■ Work to be completed
The whole listing below should be output again, word for word.

=-=-=

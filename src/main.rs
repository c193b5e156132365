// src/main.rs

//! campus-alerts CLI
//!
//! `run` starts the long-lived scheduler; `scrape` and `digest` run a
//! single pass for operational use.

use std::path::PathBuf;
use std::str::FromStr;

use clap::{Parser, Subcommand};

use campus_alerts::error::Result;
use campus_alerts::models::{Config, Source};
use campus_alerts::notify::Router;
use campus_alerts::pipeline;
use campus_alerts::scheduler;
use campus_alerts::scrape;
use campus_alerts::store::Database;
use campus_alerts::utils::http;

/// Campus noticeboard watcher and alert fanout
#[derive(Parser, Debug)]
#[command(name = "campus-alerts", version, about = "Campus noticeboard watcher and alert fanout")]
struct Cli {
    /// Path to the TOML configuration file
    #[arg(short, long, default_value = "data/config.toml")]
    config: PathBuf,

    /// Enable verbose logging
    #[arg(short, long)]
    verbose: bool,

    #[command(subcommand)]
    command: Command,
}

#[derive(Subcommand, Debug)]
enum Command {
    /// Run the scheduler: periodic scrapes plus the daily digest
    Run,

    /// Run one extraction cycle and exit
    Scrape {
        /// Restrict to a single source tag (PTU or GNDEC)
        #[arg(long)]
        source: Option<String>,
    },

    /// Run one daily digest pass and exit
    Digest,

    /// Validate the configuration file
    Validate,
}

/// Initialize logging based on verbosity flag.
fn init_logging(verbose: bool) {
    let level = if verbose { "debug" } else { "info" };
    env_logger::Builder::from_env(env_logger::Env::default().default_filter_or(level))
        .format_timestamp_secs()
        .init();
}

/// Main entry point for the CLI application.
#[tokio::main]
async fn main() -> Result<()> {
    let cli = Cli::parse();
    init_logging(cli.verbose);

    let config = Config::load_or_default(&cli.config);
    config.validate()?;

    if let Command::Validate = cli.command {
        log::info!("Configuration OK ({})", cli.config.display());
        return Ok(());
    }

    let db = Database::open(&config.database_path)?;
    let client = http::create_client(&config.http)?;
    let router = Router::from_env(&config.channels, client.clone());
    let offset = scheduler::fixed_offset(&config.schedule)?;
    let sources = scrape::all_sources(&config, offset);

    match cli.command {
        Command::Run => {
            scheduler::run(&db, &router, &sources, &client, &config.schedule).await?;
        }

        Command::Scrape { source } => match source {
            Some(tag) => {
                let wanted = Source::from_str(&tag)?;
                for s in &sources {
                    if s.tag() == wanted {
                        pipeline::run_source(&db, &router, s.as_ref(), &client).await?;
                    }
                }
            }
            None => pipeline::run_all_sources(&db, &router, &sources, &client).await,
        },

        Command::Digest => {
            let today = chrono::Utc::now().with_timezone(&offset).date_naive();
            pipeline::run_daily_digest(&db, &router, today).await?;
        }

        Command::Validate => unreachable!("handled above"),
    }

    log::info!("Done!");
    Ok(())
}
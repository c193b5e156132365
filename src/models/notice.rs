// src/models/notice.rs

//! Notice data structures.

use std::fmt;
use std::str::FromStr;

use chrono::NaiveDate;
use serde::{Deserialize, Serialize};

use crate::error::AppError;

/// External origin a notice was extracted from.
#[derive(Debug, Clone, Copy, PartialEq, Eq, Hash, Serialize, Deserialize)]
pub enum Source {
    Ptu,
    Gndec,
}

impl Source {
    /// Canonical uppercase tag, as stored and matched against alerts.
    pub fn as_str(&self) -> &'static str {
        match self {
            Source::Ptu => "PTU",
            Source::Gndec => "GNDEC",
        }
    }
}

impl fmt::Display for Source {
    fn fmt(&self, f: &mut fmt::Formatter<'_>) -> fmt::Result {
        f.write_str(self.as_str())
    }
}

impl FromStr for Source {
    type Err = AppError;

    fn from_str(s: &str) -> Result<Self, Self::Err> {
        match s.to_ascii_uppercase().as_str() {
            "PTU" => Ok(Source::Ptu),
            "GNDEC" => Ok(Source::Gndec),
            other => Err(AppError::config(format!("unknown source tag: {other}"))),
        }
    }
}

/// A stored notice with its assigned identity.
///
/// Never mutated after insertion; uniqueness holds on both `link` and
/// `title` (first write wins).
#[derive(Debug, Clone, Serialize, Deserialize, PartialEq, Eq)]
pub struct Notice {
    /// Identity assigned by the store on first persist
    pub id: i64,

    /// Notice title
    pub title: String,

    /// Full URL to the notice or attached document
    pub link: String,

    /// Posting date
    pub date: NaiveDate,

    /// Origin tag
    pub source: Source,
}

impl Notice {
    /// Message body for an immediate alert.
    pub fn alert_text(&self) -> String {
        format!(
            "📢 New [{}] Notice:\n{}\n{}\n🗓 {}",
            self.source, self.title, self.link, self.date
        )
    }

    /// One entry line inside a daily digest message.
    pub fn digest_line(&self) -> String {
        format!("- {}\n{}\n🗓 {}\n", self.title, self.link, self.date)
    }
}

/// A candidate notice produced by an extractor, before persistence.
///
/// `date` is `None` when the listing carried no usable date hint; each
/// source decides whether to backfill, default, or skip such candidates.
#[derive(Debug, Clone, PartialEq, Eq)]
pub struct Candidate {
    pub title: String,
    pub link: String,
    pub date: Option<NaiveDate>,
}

=-=-=

■ Expected output
filename src/main.rs
repository c193b5e156132365
// src/main.rs

//! campus-alerts CLI
//!
//! `run` starts the long-lived scheduler; `scrape` and `digest` run a
//! single pass for operational use.

use std::path::PathBuf;
use std::str::FromStr;

use clap::{Parser, Subcommand};

use campus_alerts::error::Result;
use campus_alerts::models::{Config, Source};
use campus_alerts::notify::Router;
use campus_alerts::pipeline;
use campus_alerts::scheduler;
use campus_alerts::scrape;
use campus_alerts::store::Database;
use campus_alerts::utils::http;

/// Campus noticeboard watcher and alert fanout
#[derive(Parser, Debug)]
#[command(name = "campus-alerts", version, about = "Campus noticeboard watcher and alert fanout")]
struct Cli {
    /// Path to the TOML configuration file
    #[arg(short, long, default_value = "data/config.toml")]
    config: PathBuf,

    /// Enable verbose logging
    #[arg(short, long)]
    verbose: bool,

    #[command(subcommand)]
    command: Command,
}

#[derive(Subcommand, Debug)]
enum Command {
    /// Run the scheduler: periodic scrapes plus the daily digest
    Run,

    /// Run one extraction cycle and exit
    Scrape {
        /// Restrict to a single source tag (PTU or GNDEC)
        #[arg(long)]
        source: Option<String>,
    },

    /// Run one daily digest pass and exit
    Digest,

    /// Validate the configuration file
    Validate,
}

/// Initialize logging based on verbosity flag.
fn init_logging(verbose: bool) {
    let level = if verbose { "debug" } else { "info" };
    env_logger::Builder::from_env(env_logger::Env::default().default_filter_or(level))
        .format_timestamp_secs()
        .init();
}

/// Main entry point for the CLI application.
#[tokio::main]
async fn main() -> Result<()> {
    let cli = Cli::parse();
    init_logging(cli.verbose);

    let config = Config::load_or_default(&cli.config);
    config.validate()?;

    if let Command::Validate = cli.command {
        log::info!("Configuration OK ({})", cli.config.display());
        return Ok(());
    }

    let db = Database::open(&config.database_path)?;
    let client = http::create_client(&config.http)?;
    let router = Router::from_env(&config.channels, client.clone());
    let offset = scheduler::fixed_offset(&config.schedule)?;
    let sources = scrape::all_sources(&config, offset);

    match cli.command {
        Command::Run => {
            scheduler::run(&db, &router, &sources, &client, &config.schedule).await?;
        }

        Command::Scrape { source } => match source {
            Some(tag) => {
                let wanted = Source::from_str(&tag)?;
                for s in &sources {
                    if s.tag() == wanted {
                        pipeline::run_source(&db, &router, s.as_ref(), &client).await?;
                    }
                }
            }
            None => pipeline::run_all_sources(&db, &router, &sources, &client).await,
        },

        Command::Digest => {
            let today = chrono::Utc::now().with_timezone(&offset).date_naive();
            pipeline::run_daily_digest(&db, &router, today).await?;
        }

        Command::Validate => unreachable!("handled above"),
    }

    log::info!("Done!");
    Ok(())
}
repository c193b5e156132365
filename src/models/notice.rs
// src/models/notice.rs

//! Notice data structures.

use std::fmt;
use std::str::FromStr;

use chrono::NaiveDate;
use serde::{Deserialize, Serialize};

use crate::error::AppError;

/// External origin a notice was extracted from.
#[derive(Debug, Clone, Copy, PartialEq, Eq, Hash, Serialize, Deserialize)]
pub enum Source {
    Ptu,
    Gndec,
}

impl Source {
    /// Canonical uppercase tag, as stored and matched against alerts.
    pub fn as_str(&self) -> &'static str {
        match self {
            Source::Ptu => "PTU",
            Source::Gndec => "GNDEC",
        }
    }
}

impl fmt::Display for Source {
    fn fmt(&self, f: &mut fmt::Formatter<'_>) -> fmt::Result {
        f.write_str(self.as_str())
    }
}

impl FromStr for Source {
    type Err = AppError;

    fn from_str(s: &str) -> Result<Self, Self::Err> {
        match s.to_ascii_uppercase().as_str() {
            "PTU" => Ok(Source::Ptu),
            "GNDEC" => Ok(Source::Gndec),
            other => Err(AppError::config(format!("unknown source tag: {other}"))),
        }
    }
}

/// A stored notice with its assigned identity.
///
/// Never mutated after insertion; uniqueness holds on both `link` and
/// `title` (first write wins).
#[derive(Debug, Clone, Serialize, Deserialize, PartialEq, Eq)]
pub struct Notice {
    /// Identity assigned by the store on first persist
    pub id: i64,

    /// Notice title
    pub title: String,

    /// Full URL to the notice or attached document
    pub link: String,

    /// Posting date
    pub date: NaiveDate,

    /// Origin tag
    pub source: Source,
}

impl Notice {
    /// Message body for an immediate alert.
    pub fn alert_text(&self) -> String {
        format!(
            "📢 New [{}] Notice:\n{}\n{}\n🗓 {}",
            self.source, self.title, self.link, self.date
        )
    }

    /// One entry line inside a daily digest message.
    pub fn digest_line(&self) -> String {
        format!("- {}\n{}\n🗓 {}\n", self.title, self.link, self.date)
    }
}

/// A candidate notice produced by an extractor, before persistence.
///
/// `date` is `None` when the listing carried no usable date hint; each
/// source decides whether to backfill, default, or skip such candidates.
#[derive(Debug, Clone, PartialEq, Eq)]
pub struct Candidate {
    pub title: String,
    pub link: String,
    pub date: Option<NaiveDate>,
}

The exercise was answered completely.